Ray Liotta Dies Aged 67

Sad news today. One of my favourite modern American actors had died suddenly, at a relatively young age.

He was the star of ‘Goodfellas’, one of my favourite films, which featured in my all-time Top Ten.

Many of his other performances were memorable too, including ‘Sin City’, the underrated ‘Narc’, the marvellous ‘Copland’, and ‘Hannibal’. He was in ‘Field of Dreams’, ‘Unlawful Entry’, ‘Phoenix’, ‘Revolver’, and many more.

He was not a ‘thespian’, far from it. But his engaging smile, good looks in his youth, and tough-guy persona often lifted a film that he was in.

I will miss him. But we will always have ‘Goodfellas’.

RIP, Ray Liotta.

No Thanks, Mr Spielberg

I have just been watching a feature on the BBC News, promoting the remake of the film musical ‘West Side Story’, directed by Steven Spielberg.

Being old enough to have seen the 1961 film on release in the cinema, it remained a musical I really liked, in a genre that I don’t generally gravitate to. When I heard the film was being remade for release in 2021, I really couldn’t see the point. After all, the songs and music are the same, and the story virtually unchanged. The original film is still amazing to watch, even sixty years after it was released.

So why do it?
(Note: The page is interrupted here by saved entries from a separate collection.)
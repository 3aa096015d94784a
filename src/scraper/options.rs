//! Per-scraper and per-call options.

use std::time::Duration;

use crate::browser::BrowserFallbackOverrides;
use crate::fetch::RetryPolicy;
use crate::rate_limiter::RateLimitConfig;

/// Construction options for a [`Scraper`](super::Scraper).
///
/// ```
/// use std::time::Duration;
/// use scrapist_core::rate_limiter::RateLimitConfig;
/// use scrapist_core::ScraperOptions;
///
/// let options = ScraperOptions::default()
///     .with_label("otakudesu")
///     .with_warmup_path("/")
///     .with_timeout(Duration::from_secs(20))
///     .with_rate_limit(RateLimitConfig { max_concurrent: 2, ..RateLimitConfig::default() });
/// assert_eq!(options.label.as_deref(), Some("otakudesu"));
/// ```
#[derive(Debug, Clone, Default)]
pub struct ScraperOptions {
    /// `Origin` header; defaults to the base URL.
    pub origin: Option<String>,
    /// `Referer` header; defaults to `<base>/`.
    pub referer: Option<String>,
    pub headers_extra: Vec<(String, String)>,
    /// Single warmup path, visited after [`warmup_paths`](Self::warmup_paths).
    pub warmup_path: Option<String>,
    pub warmup_paths: Vec<String>,
    pub timeout: Option<Duration>,
    pub retry: Option<RetryPolicy>,
    pub rate_limit: Option<RateLimitConfig>,
    pub browser_fallback: BrowserFallbackOverrides,
    /// Prefix for request labels (`"<label>:<path>"`).
    pub label: Option<String>,
}

impl ScraperOptions {
    #[must_use]
    pub fn with_origin(mut self, origin: impl Into<String>) -> Self {
        self.origin = Some(origin.into());
        self
    }

    #[must_use]
    pub fn with_referer(mut self, referer: impl Into<String>) -> Self {
        self.referer = Some(referer.into());
        self
    }

    #[must_use]
    pub fn with_header(mut self, name: impl Into<String>, value: impl Into<String>) -> Self {
        self.headers_extra.push((name.into(), value.into()));
        self
    }

    #[must_use]
    pub fn with_warmup_path(mut self, path: impl Into<String>) -> Self {
        self.warmup_path = Some(path.into());
        self
    }

    #[must_use]
    pub fn with_warmup_paths<I, S>(mut self, paths: I) -> Self
    where
        I: IntoIterator<Item = S>,
        S: Into<String>,
    {
        self.warmup_paths.extend(paths.into_iter().map(Into::into));
        self
    }

    #[must_use]
    pub fn with_timeout(mut self, timeout: Duration) -> Self {
        self.timeout = Some(timeout);
        self
    }

    #[must_use]
    pub fn with_retry(mut self, retry: RetryPolicy) -> Self {
        self.retry = Some(retry);
        self
    }

    #[must_use]
    pub fn with_rate_limit(mut self, rate_limit: RateLimitConfig) -> Self {
        self.rate_limit = Some(rate_limit);
        self
    }

    #[must_use]
    pub fn with_browser_fallback(mut self, overrides: BrowserFallbackOverrides) -> Self {
        self.browser_fallback = overrides;
        self
    }

    #[must_use]
    pub fn with_label(mut self, label: impl Into<String>) -> Self {
        self.label = Some(label.into());
        self
    }

    /// Warmup paths in visiting order with empty entries dropped.
    #[must_use]
    pub fn resolved_warmup_paths(&self) -> Vec<String> {
        self.warmup_paths
            .iter()
            .chain(self.warmup_path.iter())
            .filter(|path| !path.is_empty())
            .cloned()
            .collect()
    }
}

/// Options for one [`scrape`](super::Scraper::scrape) call.
#[derive(Debug, Clone, PartialEq, Eq)]
pub struct ScrapeOptions {
    /// Permit a browser rescue (or browser-first fetch) for this call.
    pub allow_browser_fallback: bool,
    /// Try the browser before plain HTTP.
    pub prefer_browser: bool,
    /// Skip the robots.txt check for this call.
    pub skip_robots_check: bool,
    /// Overrides the label used in logs and diagnostics.
    pub request_label: Option<String>,
}

impl Default for ScrapeOptions {
    fn default() -> Self {
        Self {
            allow_browser_fallback: true,
            prefer_browser: false,
            skip_robots_check: false,
            request_label: None,
        }
    }
}

impl ScrapeOptions {
    /// Browser first, HTTP only if rendering yields nothing.
    #[must_use]
    pub fn browser_first() -> Self {
        Self {
            prefer_browser: true,
            ..Self::default()
        }
    }

    /// Plain HTTP only.
    #[must_use]
    pub fn http_only() -> Self {
        Self {
            allow_browser_fallback: false,
            ..Self::default()
        }
    }
}

#[cfg(test)]
mod tests {
    use super::*;

    #[test]
    fn test_warmup_paths_merge_and_drop_empty() {
        let options = ScraperOptions::default()
            .with_warmup_paths(["/", "", "/anime"])
            .with_warmup_path("/ongoing");
        assert_eq!(options.resolved_warmup_paths(), ["/", "/anime", "/ongoing"]);
        assert!(ScraperOptions::default().with_warmup_path("").resolved_warmup_paths().is_empty());
    }

    #[test]
    fn test_scrape_option_presets() {
        let default = ScrapeOptions::default();
        assert!(default.allow_browser_fallback);
        assert!(!default.prefer_browser);
        assert!(ScrapeOptions::browser_first().prefer_browser);
        assert!(!ScrapeOptions::http_only().allow_browser_fallback);
    }
}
Why not just show the original in cinemas again, for a ‘new audience’?

Watching Spielberg being interviewed this morning, I got my answer.

The original film is no longer considered to be ‘representative’. In the new age of political correctness, where history has to be reworked and authenticated to satisfy the media and some minorities, it seems that Mr Spielberg did not think there were enough ‘real Puerto Ricans’ in the original version.

Of course, Natalie Wood was the lead female character, Maria, and she was a ‘white American’ actress. Rita Moreno co-starred and she was Puerto Rican. But there were not enough minority actors in the film to satisfy Mr Spielberg, so he sought to remake it to ‘rectify that fault’.

If we follow this through, then I suspect many old musicals will have to be remade, and very soon.

‘The King and I’ starred Yul Brynner, playing the King of Thailand.
How dare they not cast a Thai actor in the role?

‘Cabaret’ stars Joel Grey as the master of ceremonies in the Kit Kat club.
Come on, we know he’s not German. Get that film remade tout suite!

‘The Sound Of Music’ tried to fool us into believing that Julie Andrews and Christopher Plummer were Austrians.
Why didn’t they use Austrian actors? I want to know!

‘Chitty Chitty Bang Bang’ starred Dick Van Dyke as an English professor.
We all know he is American, and there were plenty of suitable actors available in England. Get that remake made!

I could go on, but will spare you more of my sarcasm.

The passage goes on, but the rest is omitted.